Here is how this works:

• This solution follows a different approach to the challenge of shifting column positions on removing the columns that we wish to move.
• The key idea is this: We adjust the insertion position to account for any shifting. In other words, if any of the columns to be moved is originally located before the insertion point, the insertion point needs to be reduced by one to account for shifting due to removing that column.
• The adjusted insertion position u_loc, is obtained by subtracting from the given insertion position p_loc the number of columns to be moved that were originally located to the left of p_loc:
  • We convert p_cols to a series, so we may use the convenient and chainable series functions.
  • We use the get_loc() method to get the integer position of a column in a data frame via its name. We use map() to iterate over each element in p_cols.
  • We then use lt(p_loc) to return a Series of logical values that is True for elements of p_cols that lie to the left of p_loc.
  • We then use sum() to get the number of columns that lie before p_loc
  • We use tolist() to convert the numpy int64 data type <class 'numpy.int64'> to the native Python int data type <class 'int'> to avoid the error TypeError: loc must be int returned by insert().
  • Finally, we subtract the output from p_loc to obtain the adjusted insertion position.
• In p_df.copy().drop(p_cols, axis=1), we create a copy of the data frame df via copy() and then exclude the columns that we wish to move via drop(). See Exclude Columns.
• We then use a list comprehension to insert() every element of the list of columns to be moved p_cols at the adjust position. See “Alternative: Pop and Insert” under Relative to Beginning above for more on how we are using insert() and pop() to relocate columns.

Relative to Column

We wish to move one or more columns to positions specified relative to, i.e. before or after, a particular column.

def relocate(p_df, p_cols, p_col):
    p_loc = df.columns.get_loc(p_col)
    l_cols = df.columns[:p_loc].difference(p_cols).tolist()
    r_cols = df.columns[p_loc:].difference(p_cols).tolist()
    return p_df.loc[:, l_cols + p_cols + r_cols]
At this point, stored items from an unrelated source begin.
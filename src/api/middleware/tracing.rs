//! HTTP request/response tracing middleware.

use tower_http::LatencyUnit;
use tower_http::trace::{DefaultMakeSpan, DefaultOnResponse, TraceLayer};
use tracing::Level;

/// Creates a tracing middleware for HTTP requests.
///
/// # Logging Behavior
///
/// **On Request:**
/// - Creates a span at `INFO` level with:
///   - HTTP method
///   - URI path
///   - HTTP version
///
/// **On Response:**
/// - Logs at `INFO` level with:
///   - Status code
///   - Latency in milliseconds
///
/// # Example Logs
///
/// ```text
/// INFO request{method=GET uri=/api/calendar version=HTTP/1.1}: Processing request
/// INFO request{method=GET uri=/api/calendar version=HTTP/1.1}: Response 200 OK in 3ms
/// ```
///
/// # Integration
///
/// ```rust,ignore
/// let app = Router::new()
///     .nest("/api", api_routes())
///     .layer(tracing::layer());
/// ```
pub fn layer()
-> TraceLayer<tower_http::classify::SharedClassifier<tower_http::classify::ServerErrorsAsFailures>>
{
    TraceLayer::new_for_http()
        .make_span_with(DefaultMakeSpan::new().level(Level::INFO))
        .on_response(
            DefaultOnResponse::new()
                .level(Level::INFO)
                .latency_unit(LatencyUnit::Millis),
        )
}
//! Flat-file implementation of the submission repository.

use async_trait::async_trait;
use chrono::Utc;
use serde_json::json;
use std::path::{Path, PathBuf};
use tokio::sync::Mutex;

use crate::domain::entities::{NewSubmission, Submission};
use crate::domain::repositories::SubmissionRepository;
use crate::error::AppError;

/// Stores submissions as a JSON array in a single flat file.
///
/// Appends are read-modify-write under an internal lock; the file is swapped
/// in via a temp-file rename so a crashed write never leaves a truncated
/// store behind. A missing file reads as an empty store.
pub struct FileSubmissionRepository {
    path: PathBuf,
    write_lock: Mutex<()>,
}

impl FileSubmissionRepository {
    /// Creates a repository backed by the given file path.
    pub fn new(path: impl Into<PathBuf>) -> Self {
        Self {
            path: path.into(),
            write_lock: Mutex::new(()),
        }
    }

    async fn read_all(&self) -> Result<Vec<Submission>, AppError> {
        let bytes = match tokio::fs::read(&self.path).await {
            Ok(bytes) => bytes,
            Err(e) if e.kind() == std::io::ErrorKind::NotFound => return Ok(Vec::new()),
            Err(e) => return Err(store_error("read", &self.path, &e)),
        };

        serde_json::from_slice(&bytes)
            .map_err(|e| store_error("parse", &self.path, &e))
    }

    async fn write_all(&self, submissions: &[Submission]) -> Result<(), AppError> {
        if let Some(parent) = self.path.parent()
            && !parent.as_os_str().is_empty()
        {
            tokio::fs::create_dir_all(parent)
                .await
                .map_err(|e| store_error("prepare", &self.path, &e))?;
        }

        let bytes = serde_json::to_vec_pretty(submissions)
            .map_err(|e| store_error("serialize", &self.path, &e))?;

        let tmp = self.path.with_extension("json.tmp");
        tokio::fs::write(&tmp, bytes)
            .await
            .map_err(|e| store_error("write", &tmp, &e))?;
        tokio::fs::rename(&tmp, &self.path)
            .await
            .map_err(|e| store_error("rename", &self.path, &e))
    }
}

#[async_trait]
impl SubmissionRepository for FileSubmissionRepository {
    async fn append(&self, submission: NewSubmission) -> Result<Submission, AppError> {
        let _guard = self.write_lock.lock().await;

        let mut submissions = self.read_all().await?;
        let stored = Submission::new(submission.name, submission.links, Utc::now());
        submissions.push(stored.clone());

        self.write_all(&submissions).await?;

        Ok(stored)
    }

    async fn list(&self) -> Result<Vec<Submission>, AppError> {
        self.read_all().await
    }

    async fn count(&self) -> Result<usize, AppError> {
        Ok(self.read_all().await?.len())
    }
}

fn store_error(action: &str, path: &Path, e: &dyn std::fmt::Display) -> AppError {
    AppError::internal(
        format!("Failed to {action} submission store"),
        json!({ "path": path.display().to_string(), "reason": e.to_string() }),
    )
}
df_2 = df.pipe(relocate, ['col_1', 'col_4'], 'col_3')

Here is how this works:

• For easier readability and reuse, we isolated the logic in a custom function relocate() which accepts a data frame p_df, a list of the names of the columns to be moved p_cols, and the name of the column p_col before which we wish to insert the given columns p_cols.
• We use get_loc() method to get the integer position of a column in a data frame via its name. This allows us to convert the given column name, which here is 'col_3' that is passed to the argument p_col, to a column position p_loc.
• The rest of the code works similarly to the primary solution presented under Relative to Position above.
• The alternative solutions presented under Relative to Position above may also be adapted for relocating relative to a column by converting the column name to a location via df.columns.get_loc() like we did here.